Jeremy Harris Posted September 6, 2017 Share Posted September 6, 2017 You can get those outdoor cable covers in white, too, if you hunt around. I've just spotted that they are cheaper and available in multiples on ebay, search for "cable wall entry white" and you'll find them. You could use one indoors as well if it's not in a critical location, and that would then allow a 40mm hole inside (it's the 32mm external diameter of the round ones that restricts the internal hole size). Link to comment Share on other sites More sharing options...
Russdl Posted June 5, 2019 Share Posted June 5, 2019 I'm resurrecting this thread in the search for advice on getting cables through the timber frame, we clearly are not so far along the build process as @ragg987 , our MBC timber frame has only just gone up but we have no cellulose insulation yet. There are various places where we would like outside lights, power for blinds and sockets etc. What is the best way to do it? Just get a chuffing great long drill (as per @JSHarris) drill a pilot hole all the way through the frame and then a hole saw inside and outside and slide the conduit in, or is that old school and there is an even smarter way of doing it these days? Link to comment Share on other sites More sharing options...
Jeremy Harris Posted June 5, 2019 Share Posted June 5, 2019 If the insulation isn't yet blown in, then take advantage of that and stick lengths of conduit through the walls wherever you think you may need to feed wires. It's a lot easier to do this without the cellulose. Use the same technique, a very long 6mm drill to drill the pilot hole, then a hole saw either side to drill to suit the conduit. There's no need for the cone I made up, just cut the end of the conduit at an angle and it will make lining it up with the outer hole easier. Link to comment Share on other sites More sharing options...
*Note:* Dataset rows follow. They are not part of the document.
//! studyabout - Community Service Layer
//!
//! Server-side services of a community and study-group application: sign-up
//! and approval, feeds with nested comments and likes, point and gift
//! accounting, two-party chat, an activity log, and push notifications over
//! web-push and FCM.
//!
//! # Module Structure
//!
//! - **`shared`** - plain data types and the pure rules on them
//!   - users, feeds, chats, notifications, study votes, gifts, logs
//!   - `Identity` and id parsing
//!   - `SharedError`
//!
//! - **`backend`** - store access and services
//!   - SQLite store through sqlx, schema in `migrations/`
//!   - `FeedService`, `ChatService`, `PushService`, `Notifier`,
//!     `GiftService`, `LogService`, `RegisterService`
//!   - JWT identity extractor and `BackendError` → HTTP mapping
//!
//! # Usage
//!
//! ```rust,no_run
//! use studyabout::backend::server::{init_state, init_tracing, ServerConfig};
//! use studyabout::shared::feed::FeedPage;
//! use studyabout::shared::Identity;
//!
//! # async fn example(caller: Identity) -> Result<(), studyabout::backend::BackendError> {
//! init_tracing();
//! let state = init_state(&ServerConfig::from_env()).await?;
//! let feeds = state.feed.find_all_feeds(&caller, FeedPage::new(Some(0), Some(true))).await?;
//! # Ok(())
//! # }
//! ```
//!
//! # Error Handling
//!
//! - `Result<T, BackendError>` for every service operation
//! - `SharedError` for validation in the data layer
//! - `PushError` for single deliveries; it is counted, never returned

/// Shared types and data structures
pub mod shared;

/// Backend services
pub mod backend;
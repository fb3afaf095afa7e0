//! Chat Data Structures
//!
//! One chat thread exists per unordered pair of users. The pair is stored in
//! canonical order (`user1 < user2`) so a lookup from either side lands on the
//! same row.

use std::cmp::Ordering;

use chrono::{DateTime, Utc};
use serde::{Deserialize, Serialize, Serializer};
use uuid::Uuid;

use super::user::UserSummary;

/// Sentinel returned by `get_recent_chat` when the caller has no chats
pub const NO_CHAT: &str = "no chat";

/// A single message in a chat thread
#[derive(Debug, Clone, Serialize, Deserialize, PartialEq, Eq, sqlx::FromRow)]
#[serde(rename_all = "camelCase")]
pub struct ChatContent {
    pub content: String,
    pub user_id: Uuid,
    pub created_at: DateTime<Utc>,
}

/// A thread seen from one participant
#[derive(Debug, Clone, Serialize, Deserialize, PartialEq)]
#[serde(rename_all = "camelCase")]
pub struct ChatThread {
    pub opponent: UserSummary,
    pub contents: Vec<ChatContent>,
}

/// Chat list entry: the other participant and the latest message
#[derive(Debug, Clone, Serialize, Deserialize, PartialEq)]
#[serde(rename_all = "camelCase")]
pub struct ChatPreview {
    pub user: UserSummary,
    pub content: Option<ChatContent>,
}

/// Most recently updated chat of a caller
#[derive(Debug, Clone, Copy, PartialEq, Eq)]
pub enum RecentChat {
    Found(Uuid),
    NoChat,
}

impl Serialize for RecentChat {
    fn serialize<S: Serializer>(&self, serializer: S) -> Result<S::Ok, S::Error> {
        match self {
            RecentChat::Found(id) => id.serialize(serializer),
            RecentChat::NoChat => serializer.serialize_str(NO_CHAT),
        }
    }
}

/// Message body for a new chat entry
#[derive(Debug, Clone, Serialize, Deserialize)]
#[serde(rename_all = "camelCase")]
pub struct CreateChatRequest {
    pub to_user_id: String,
    pub message: String,
}

/// Order a user pair so that `user1 < user2`
pub fn canonical_pair(a: Uuid, b: Uuid) -> (Uuid, Uuid) {
    if a <= b {
        (a, b)
    } else {
        (b, a)
    }
}

/// Sort chat previews newest first; previews without content go last
pub fn sort_previews(previews: &mut [ChatPreview]) {
    previews.sort_by(|a, b| match (&a.content, &b.content) {
        (Some(a), Some(b)) => b.created_at.cmp(&a.created_at),
        (Some(_), None) => Ordering::Less,
        (None, Some(_)) => Ordering::Greater,
        (None, None) => Ordering::Equal,
    });
}
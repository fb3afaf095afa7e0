/**
 * Point Accrual
 *
 * Social actions move points between nobody and a user: writing a comment
 * pays its author, a like pays the feed's writer and taking it back costs
 * the writer less than the like paid. A like/unlike cycle therefore nets +1.
 *
 * Every change is applied with an atomic `point = point + ?` and recorded as
 * a `point` log entry on the same connection, so when the caller runs these
 * inside its transaction the balance, the log and the triggering mutation
 * commit together.
 */

use chrono::Utc;
use sqlx::SqliteConnection;
use uuid::Uuid;

use crate::backend::error::{BackendError, BackendResult};
use crate::backend::log::db::append_log;
use crate::backend::users::db::{add_points, deduct_points_if_covered, get_user_by_id};
use crate::shared::log::{LogEntry, LogMeta, LogType};

/// A social action that changes a point balance
#[derive(Debug, Clone, Copy, PartialEq, Eq)]
pub enum PointRule {
    /// The author of a new comment
    CommentWritten,
    /// The writer of a feed someone liked
    FeedLiked,
    /// The writer of a feed someone un-liked
    FeedUnliked,
}

impl PointRule {
    pub fn delta(&self) -> i64 {
        match self {
            PointRule::CommentWritten => 2,
            PointRule::FeedLiked => 2,
            PointRule::FeedUnliked => -1,
        }
    }

    pub fn message(&self) -> &'static str {
        match self {
            PointRule::CommentWritten => "comment written",
            PointRule::FeedLiked => "feed liked",
            PointRule::FeedUnliked => "feed like cancelled",
        }
    }
}

/// Apply a rule to a user's balance and log it
pub async fn award(conn: &mut SqliteConnection, user_id: Uuid, rule: PointRule) -> BackendResult<()> {
    apply_points(conn, user_id, rule.delta(), rule.message()).await
}

/// Add a signed amount to a user's balance and log it
pub async fn apply_points(
    conn: &mut SqliteConnection,
    user_id: Uuid,
    delta: i64,
    message: &str,
) -> BackendResult<()> {
    let uid = add_points(conn, user_id, delta)
        .await?
        .ok_or_else(|| BackendError::not_found("user", user_id))?;

    tracing::debug!("Point change {:+} for {} ({})", delta, uid, message);
    log_point_change(conn, uid, delta, message).await
}

/// Spend points, failing with `Conflict` when the balance is too low
pub async fn spend_points(
    conn: &mut SqliteConnection,
    user_id: Uuid,
    amount: i64,
    message: &str,
) -> BackendResult<()> {
    if amount < 0 {
        return Err(BackendError::validation("amount", "Cannot spend a negative amount"));
    }
    if amount == 0 {
        return Ok(());
    }

    if !deduct_points_if_covered(conn, user_id, amount).await? {
        return match get_user_by_id(conn, user_id).await? {
            Some(user) => Err(BackendError::conflict(format!(
                "Not enough points: {} required, {} available",
                amount, user.point
            ))),
            None => Err(BackendError::not_found("user", user_id)),
        };
    }

    let user = get_user_by_id(conn, user_id)
        .await?
        .ok_or_else(|| BackendError::not_found("user", user_id))?;
    log_point_change(conn, user.uid, -amount, message).await
}

async fn log_point_change(
    conn: &mut SqliteConnection,
    uid: String,
    value: i64,
    message: &str,
) -> BackendResult<()> {
    let entry = LogEntry {
        timestamp: Utc::now(),
        message: message.to_string(),
        meta: LogMeta {
            log_type: LogType::Point,
            uid,
            value,
        },
    };
    append_log(conn, &entry).await?;
    Ok(())
}
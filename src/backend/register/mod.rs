//! Register Module
//!
//! Sign-up forms and their approval.

pub mod db;
pub mod service;

pub use service::RegisterService;
//! Database operations for gift draw entries

use chrono::Utc;
use sqlx::SqliteConnection;

use crate::shared::gift::GiftRecord;

/// Add `cnt` entries for `(uid, gift_id)`, creating the record if needed
pub async fn upsert_gift(
    conn: &mut SqliteConnection,
    uid: &str,
    gift_id: i64,
    name: &str,
    cnt: i64,
) -> Result<GiftRecord, sqlx::Error> {
    let now = Utc::now();
    sqlx::query_as::<_, GiftRecord>(
        r#"
        INSERT INTO gifts (uid, gift_id, name, cnt, created_at, updated_at)
        VALUES (?, ?, ?, ?, ?, ?)
        ON CONFLICT (uid, gift_id) DO UPDATE SET
            cnt = gifts.cnt + excluded.cnt,
            name = excluded.name,
            updated_at = excluded.updated_at
        RETURNING uid, gift_id, name, cnt
        "#,
    )
    .bind(uid)
    .bind(gift_id)
    .bind(name)
    .bind(cnt)
    .bind(now)
    .bind(now)
    .fetch_one(&mut *conn)
    .await
}

pub async fn all_gifts(conn: &mut SqliteConnection) -> Result<Vec<GiftRecord>, sqlx::Error> {
    sqlx::query_as::<_, GiftRecord>(
        "SELECT uid, gift_id, name, cnt FROM gifts ORDER BY created_at, rowid",
    )
    .fetch_all(&mut *conn)
    .await
}

pub async fn gifts_by_id(conn: &mut SqliteConnection, gift_id: i64) -> Result<Vec<GiftRecord>, sqlx::Error> {
    sqlx::query_as::<_, GiftRecord>(
        "SELECT uid, gift_id, name, cnt FROM gifts WHERE gift_id = ? ORDER BY created_at, rowid",
    )
    .bind(gift_id)
    .fetch_all(&mut *conn)
    .await
}
//! Server Module
//!
//! Start-up plumbing: configuration, state and initialisation. The route
//! layer that serves requests is built on top of `AppState` elsewhere.
//!
//! ```text
//! server/
//! ├── mod.rs     - Module exports
//! ├── config.rs  - ServerConfig loaded from the environment
//! ├── state.rs   - AppState and FromRef implementations
//! └── init.rs    - tracing, pool, migrations and service wiring
//! ```
//!
//! # Example
//!
//! ```rust,no_run
//! use studyabout::backend::server::{init_state, init_tracing, ServerConfig};
//!
//! # async fn example() -> Result<(), studyabout::backend::error::BackendError> {
//! init_tracing();
//! let config = ServerConfig::from_env();
//! let state = init_state(&config).await?;
//! # Ok(())
//! # }
//! ```

/// Application state management
pub mod state;

/// Server configuration loading
pub mod config;

/// Server initialization
pub mod init;

pub use config::ServerConfig;
pub use init::{build_state, connect_pool, init_state, init_tracing, run_migrations};
pub use state::AppState;
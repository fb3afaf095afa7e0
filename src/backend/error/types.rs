/**
 * Backend Error Types
 *
 * This module defines the error type every service operation returns.
 * Services are called with an already verified identity and report failures
 * through these variants; the HTTP layer maps them to status codes.
 *
 * # Error Categories
 *
 * ## Caller Errors
 *
 * - `Unauthorized` - no or invalid credentials
 * - `Forbidden` - the caller may not touch this record
 * - `NotFound` - a referenced feed, comment, user or registration is absent
 * - `Conflict` - the request clashes with current state (not enough points,
 *   registration already approved)
 * - `SharedError` - validation failures from the data layer
 *
 * ## Infrastructure Errors
 *
 * - `Database` - store failures, surfaced unchanged
 * - `Migration` - schema setup failures at startup
 * - `Serialization` - JSON columns that do not decode
 * - `Io` - image storage failures
 */

use axum::http::StatusCode;
use thiserror::Error;

use crate::shared::SharedError;

/// Backend-specific error types
///
/// # Usage
///
/// ```rust
/// use studyabout::backend::error::BackendError;
///
/// let err = BackendError::not_found("feed", "3f1c...");
/// let err = BackendError::forbidden("Only the author can edit this comment");
/// ```
#[derive(Debug, Error)]
pub enum BackendError {
    /// Missing or invalid credentials
    #[error("Unauthorized: {message}")]
    Unauthorized {
        /// Human-readable error message
        message: String,
    },

    /// The caller is authenticated but may not perform this action
    #[error("Forbidden: {message}")]
    Forbidden {
        /// Human-readable error message
        message: String,
    },

    /// A referenced record does not exist
    #[error("{entity} not found: {id}")]
    NotFound {
        /// Kind of record that was looked up
        entity: &'static str,
        /// Identifier as the caller supplied it
        id: String,
    },

    /// The request conflicts with the current state
    #[error("Conflict: {message}")]
    Conflict {
        /// Human-readable error message
        message: String,
    },

    /// Shared error (validation, malformed identifiers)
    #[error(transparent)]
    SharedError(#[from] SharedError),

    /// Store error
    #[error("Database error: {0}")]
    Database(#[from] sqlx::Error),

    /// Schema migration error
    #[error("Migration error: {0}")]
    Migration(#[from] sqlx::migrate::MigrateError),

    /// Serialization error
    #[error("Serialization error: {0}")]
    Serialization(#[from] serde_json::Error),

    /// Filesystem error while storing uploads
    #[error("I/O error: {0}")]
    Io(#[from] std::io::Error),
}

impl BackendError {
    /// Create a new unauthorized error
    pub fn unauthorized(message: impl Into<String>) -> Self {
        Self::Unauthorized {
            message: message.into(),
        }
    }

    /// Create a new forbidden error
    pub fn forbidden(message: impl Into<String>) -> Self {
        Self::Forbidden {
            message: message.into(),
        }
    }

    /// Create a new not-found error
    ///
    /// # Arguments
    ///
    /// * `entity` - Kind of record, e.g. `"feed"`
    /// * `id` - The identifier that was looked up
    pub fn not_found(entity: &'static str, id: impl ToString) -> Self {
        Self::NotFound {
            entity,
            id: id.to_string(),
        }
    }

    /// Create a new conflict error
    pub fn conflict(message: impl Into<String>) -> Self {
        Self::Conflict {
            message: message.into(),
        }
    }

    /// Shorthand for a validation failure
    pub fn validation(field: impl Into<String>, message: impl Into<String>) -> Self {
        Self::SharedError(SharedError::validation(field, message))
    }

    /// Get the HTTP status code for this error
    pub fn status_code(&self) -> StatusCode {
        match self {
            Self::Unauthorized { .. } => StatusCode::UNAUTHORIZED,
            Self::Forbidden { .. } => StatusCode::FORBIDDEN,
            Self::NotFound { .. } => StatusCode::NOT_FOUND,
            Self::Conflict { .. } => StatusCode::CONFLICT,
            Self::SharedError(SharedError::ValidationError { .. }) => StatusCode::BAD_REQUEST,
            Self::SharedError(SharedError::SerializationError { .. }) => StatusCode::BAD_REQUEST,
            Self::Database(_) | Self::Migration(_) | Self::Io(_) => {
                StatusCode::INTERNAL_SERVER_ERROR
            }
            Self::Serialization(_) => StatusCode::INTERNAL_SERVER_ERROR,
        }
    }

    /// A human-readable error message
    ///
    /// Infrastructure errors are reduced to a generic message so store
    /// details do not leak to clients; the full error is logged instead.
    pub fn message(&self) -> String {
        match self {
            Self::Unauthorized { message }
            | Self::Forbidden { message }
            | Self::Conflict { message } => message.clone(),
            Self::NotFound { .. } | Self::SharedError(_) => self.to_string(),
            Self::Database(_) | Self::Migration(_) | Self::Io(_) | Self::Serialization(_) => {
                "Internal server error".to_string()
            }
        }
    }

    pub fn is_not_found(&self) -> bool {
        matches!(self, Self::NotFound { .. })
    }
}
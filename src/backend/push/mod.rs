//! Push Module
//!
//! Multi-channel notification fan-out.
//!
//! ```text
//! push/
//! ├── backend.rs  - PushBackend trait and PushError
//! ├── webpush.rs  - browser push service delivery (VAPID)
//! ├── fcm.rs      - Firebase Cloud Messaging HTTP v1 delivery
//! ├── db.rs       - registration storage
//! ├── service.rs  - PushService: subscribe and the send operations
//! └── notifier.rs - Notifier: one message on every channel
//! ```

pub mod backend;
pub mod db;
pub mod fcm;
pub mod notifier;
pub mod service;
pub mod webpush;

pub use backend::{PushBackend, PushError};
pub use fcm::{FcmAccessToken, FcmBackend};
pub use notifier::Notifier;
pub use service::PushService;
pub use webpush::{VapidSigner, WebPushBackend};
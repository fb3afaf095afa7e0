//! Registration Data Structures
//!
//! A sign-up form waits for an administrator before it becomes a user
//! account: pending → approved | rejected.

use chrono::{DateTime, Utc};
use serde::{Deserialize, Serialize};

use super::error::SharedError;

/// Status of a registration
#[derive(Debug, Clone, Copy, Serialize, Deserialize, PartialEq, Eq, Default)]
#[serde(rename_all = "snake_case")]
pub enum RegistrationStatus {
    #[default]
    Pending,
    Approved,
    Rejected,
}

impl RegistrationStatus {
    pub fn as_str(&self) -> &'static str {
        match self {
            RegistrationStatus::Pending => "pending",
            RegistrationStatus::Approved => "approved",
            RegistrationStatus::Rejected => "rejected",
        }
    }

    pub fn from_str(s: &str) -> Option<Self> {
        match s.to_lowercase().as_str() {
            "pending" => Some(RegistrationStatus::Pending),
            "approved" => Some(RegistrationStatus::Approved),
            "rejected" => Some(RegistrationStatus::Rejected),
            _ => None,
        }
    }
}

/// Sign-up form submitted by a new user
#[derive(Debug, Clone, Default, Serialize, Deserialize, PartialEq, Eq)]
#[serde(rename_all = "camelCase")]
pub struct RegisterForm {
    pub name: String,
    #[serde(default)]
    pub location: String,
    #[serde(default)]
    pub telephone: String,
    #[serde(default)]
    pub birth: String,
    #[serde(default)]
    pub gender: String,
    pub mbti: Option<String>,
    #[serde(default)]
    pub comment: String,
    #[serde(default)]
    pub majors: Vec<String>,
    #[serde(default)]
    pub interests: Vec<String>,
}

impl RegisterForm {
    pub fn validate(&self) -> Result<(), SharedError> {
        if self.name.trim().is_empty() {
            return Err(SharedError::validation("name", "Name is required"));
        }
        Ok(())
    }
}

/// A stored registration
#[derive(Debug, Clone, Serialize, Deserialize, PartialEq, Eq)]
#[serde(rename_all = "camelCase")]
pub struct Registration {
    pub uid: String,
    #[serde(flatten)]
    pub form: RegisterForm,
    pub status: RegistrationStatus,
    pub created_at: DateTime<Utc>,
    pub updated_at: DateTime<Utc>,
}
Russdl Posted June 5, 2019 Share Posted June 5, 2019 20 minutes ago, JSHarris said: just cut the end of the conduit at an angle and it will make lining it up with the outer hole easier @JSHarris Excellent. Just that little tip is probably going to save £50 going in to the swear jar! 1 Link to comment Share on other sites More sharing options...
ragg987 Posted June 5, 2019 Author Share Posted June 5, 2019 Yes much easier at the start - I bought some flexi-ducting off internet and used that in various places. MBC even sealed it all prior to the pressure test. Just try to plan ahead and get all your cabling requirements sorted at this stage - e.g. wiring for external lights, aerials, telephones. And lesson from me - if you are pulling services to a zone zero (in our case plant room) might be worth adding a spare conduit with pulling string as it is harder after completion. 1 Link to comment Share on other sites More sharing options...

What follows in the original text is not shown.